‘Hunters’: trilha quente da série dá o clima da Nova York dos anos 70 — e tem até Tim Maia Racional
Na Trilha do LEÃO

‘Hunters’: trilha quente da série dá o clima da Nova York dos anos 70 — e tem até Tim Maia Racional

A reta final dos 70s, foi uma época pródiga para a música pop, sobretudo em NYC. Nos guetos e quebradas alternativas floresciam a disco music (sobretudo, entre o público gay negro, nas festas de galpão) e o punk rock (em bibocas como o CBGB, com a molecada branca suburbana); nas ruas, a cultura hip-hop dava seus primeiros passos com uma nova dança de rua, o break, ao som de fitas tocadas nos poderosos ghetto-blasters. Tudo isso está embutido na trilha de “Hunters”, que quando sair, renderá um álbum duplo, no mínimo. Tem muita coisa bacana do período para garimpar.

Logo no primeiro episódio, a agora manjada “Psycho Killer”, dos Talking Heads (toca tanto nas festas indie, que está quase sendo banida), é usada para fazer referência ao Filho de Sam (David Berkowitz, assassino serial que aterrorizou a cidade entre 1976 e 1977). David Byrne já disse que, Sam foi uma de suas inspirações. Nas paredes do quarto do adolescente Jonah (Logan Lerman, ele mesmo, o Percy Jackson), entre pôsteres de heróis dos quadrinhos, do primeiro filme de Truffaut (“Os Incompreendidos”, 1959) e da indefectível “pantera” Farrah Fawcett (o poster mais vendido da história americana), apenas um cartaz do Velvet Underground representa o gosto musical do personagem. Deles, Jonah escuta, em sua vitrolinha automática, “I Found a Reason” e “Oh!
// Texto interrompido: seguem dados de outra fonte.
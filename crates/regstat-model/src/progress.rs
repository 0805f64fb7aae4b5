//! Import progress and cancellation shared between the pipeline stages and observers.
//!
//! Workers only ever touch atomics here; observers sample them on their own
//! schedule through [`ProgressReporter`], so a slow or absent observer never
//! stalls an import.

use serde::Serialize;
use std::sync::atomic::{AtomicBool, AtomicU64, AtomicU8, Ordering};
use std::sync::Arc;
use std::thread::JoinHandle;
use std::time::Duration;

/// Per-import state machine: `Idle → Preparing → Parsing → Writing → Indexing → Idle`.
#[derive(Clone, Copy, Debug, PartialEq, Eq, Serialize)]
#[serde(rename_all = "snake_case")]
pub enum ImportPhase {
    Idle,
    Preparing,
    Parsing,
    Writing,
    Indexing,
}

impl ImportPhase {
    fn to_u8(self) -> u8 {
        match self {
            ImportPhase::Idle => 0,
            ImportPhase::Preparing => 1,
            ImportPhase::Parsing => 2,
            ImportPhase::Writing => 3,
            ImportPhase::Indexing => 4,
        }
    }

    fn from_u8(v: u8) -> Self {
        match v {
            1 => ImportPhase::Preparing,
            2 => ImportPhase::Parsing,
            3 => ImportPhase::Writing,
            4 => ImportPhase::Indexing,
            _ => ImportPhase::Idle,
        }
    }
}

#[derive(Debug, Default)]
struct ControlInner {
    cancelled: AtomicBool,
    phase: AtomicU8,
    total_rows: AtomicU64,
    parsed_rows: AtomicU64,
    written_rows: AtomicU64,
}

/// Cheap cloneable handle for cancelling an import and observing its counters.
#[derive(Clone, Debug, Default)]
pub struct ImportControl {
    inner: Arc<ControlInner>,
}

#[derive(Clone, Copy, Debug, PartialEq, Eq, Serialize)]
pub struct ProgressSnapshot {
    pub phase: ImportPhase,
    pub total_rows: u64,
    pub parsed_rows: u64,
    pub written_rows: u64,
}

impl ImportControl {
    pub fn new() -> Self {
        Self::default()
    }

    /// Request cancellation. Batches already committed stay committed.
    pub fn cancel(&self) {
        self.inner.cancelled.store(true, Ordering::SeqCst);
    }

    pub fn is_cancelled(&self) -> bool {
        self.inner.cancelled.load(Ordering::SeqCst)
    }

    pub fn set_phase(&self, phase: ImportPhase) {
        self.inner.phase.store(phase.to_u8(), Ordering::Relaxed);
    }

    pub fn phase(&self) -> ImportPhase {
        ImportPhase::from_u8(self.inner.phase.load(Ordering::Relaxed))
    }

    pub fn set_total_rows(&self, rows: u64) {
        self.inner.total_rows.store(rows, Ordering::Relaxed);
    }

    pub fn add_parsed(&self, rows: u64) {
        self.inner.parsed_rows.fetch_add(rows, Ordering::Relaxed);
    }

    pub fn add_written(&self, rows: u64) {
        self.inner.written_rows.fetch_add(rows, Ordering::Relaxed);
    }

    pub fn snapshot(&self) -> ProgressSnapshot {
        ProgressSnapshot {
            phase: self.phase(),
            total_rows: self.inner.total_rows.load(Ordering::Relaxed),
            parsed_rows: self.inner.parsed_rows.load(Ordering::Relaxed),
            written_rows: self.inner.written_rows.load(Ordering::Relaxed),
        }
    }
}

/// Background thread that samples an [`ImportControl`] at a fixed interval.
///
/// The callback runs on the reporter thread. Dropping the reporter stops it.
pub struct ProgressReporter {
    stop: Arc<AtomicBool>,
    handle: Option<JoinHandle<()>>,
}

impl ProgressReporter {
    pub fn spawn<F>(control: ImportControl, interval: Duration, mut on_sample: F) -> Self
    where
        F: FnMut(ProgressSnapshot) + Send + 'static,
    {
        let stop = Arc::new(AtomicBool::new(false));
        let thread_stop = stop.clone();
        let interval = interval.max(Duration::from_millis(10));
        let handle = std::thread::Builder::new()
            .name("regstat-progress".to_string())
            .spawn(move || {
                let mut last = None;
                while !thread_stop.load(Ordering::Relaxed) {
                    let snapshot = control.snapshot();
                    if last != Some(snapshot) {
                        on_sample(snapshot);
                        last = Some(snapshot);
                    }
                    std::thread::park_timeout(interval);
                }
                // Final sample so observers see the terminal counters.
                let snapshot = control.snapshot();
                if last != Some(snapshot) {
                    on_sample(snapshot);
                }
            });

        let handle = match handle {
            Ok(handle) => Some(handle),
            Err(err) => {
                log::warn!("progress reporter unavailable: {err}");
                None
            }
        };
        Self { stop, handle }
    }

    pub fn finish(mut self) {
        self.shutdown();
    }

    fn shutdown(&mut self) {
        self.stop.store(true, Ordering::Relaxed);
        if let Some(handle) = self.handle.take() {
            handle.thread().unpark();
            let _ = handle.join();
        }
    }
}

impl Drop for ProgressReporter {
    fn drop(&mut self) {
        self.shutdown();
    }
}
Sweet Nuthin”, ambas do álbum “Loaded” (1970, onde está “Sweet Jane”). No quadro de cortiça, um ticket para show de Bob Seeger & The Silver Bullet Band, é notado. Destes, toca na trilha, a clássica “Night Moves” (1976).

Logan Lerman e Al Pacino, a dupla que estrela 'Hunters' (Frazer Harrison/Getty)
Logan Lerman e Al Pacino, a dupla que estrela 'Hunters' (Frazer Harrison/Getty)

Curiosamente, na hora em que rola o grande apagão (no qual, a galera do Harlem aproveitou para saquear as lojas de instrumentos musicais, dando origem ao electro-funk; como já nos contou Afrika Bambaataa, que surrupiou uma bateria eletrônica Roland 303, cara demais para os bolsos dele), não toca “The Night The Lights Went Out”, dos Trammps, aqueles do hit “Disco Inferno” (de “Saturday Night Fever”). Talvez, por ser dance, alegre. Em vez dela, escolheram usar “Paint It Black”, dos Rolling Stones, que cai muito melhor nas tensas cenas de saques.

Como o background da série é judaico (afinal, são caçadores de nazistas), eventualmente, Jonah acaba indo a um Bat-Mitzvah (equivalente feminino do Bar-Mitzvah), onde rola uma sensacional versão de “Hava Nagila”, do mestre da surf-guitar Dick Dale. Já num episódio em que Jonah e seus amigos vão fumar um em Coney Island (onde fica aquele parque de diversões old school, cantado por Lou Reed em “Coney Island Baby”), a viagem deles é ao som de “Stayin’ Alive”, dos Bee Gees. A cena, em clima de musical psicodélico, é hilária.

O super novaiorquino Lou Reed, além dos vocais no Velvet Undergound, dá as caras solo, na trilha, ao som de “N.Y. Stars”, do álbum “Sally Can’t Dance” (1974). Até mesmo o nosso Tim Maia (que já foi imigrante ilegal em NYC), comparece na trilha, com um trechinho de “O Caminho do Bem” (1976, de sua fase Racional Superior).

Quando as coisas pesam, a clássica “The End”, do The Doors (que ficou marcada, indelevelmente, na trilha de “Apocalypse Now”), entra em cena. Até mesmo um enxerto de “Tonight!”, de “West Side Story”, é usado, numa cena super violenta. Motivo: um dos nazis é gay — e fã de musicais da Broadway! Chega a ser engraçado de tão bizarro.

Nova York é uma cidade de muitas trilhas. “Hunters” nos dá uma pequena amostra de como ela fervilhava, musicalmente, no fim dos anos 1970. Que reverberam, até hoje, na cena pop.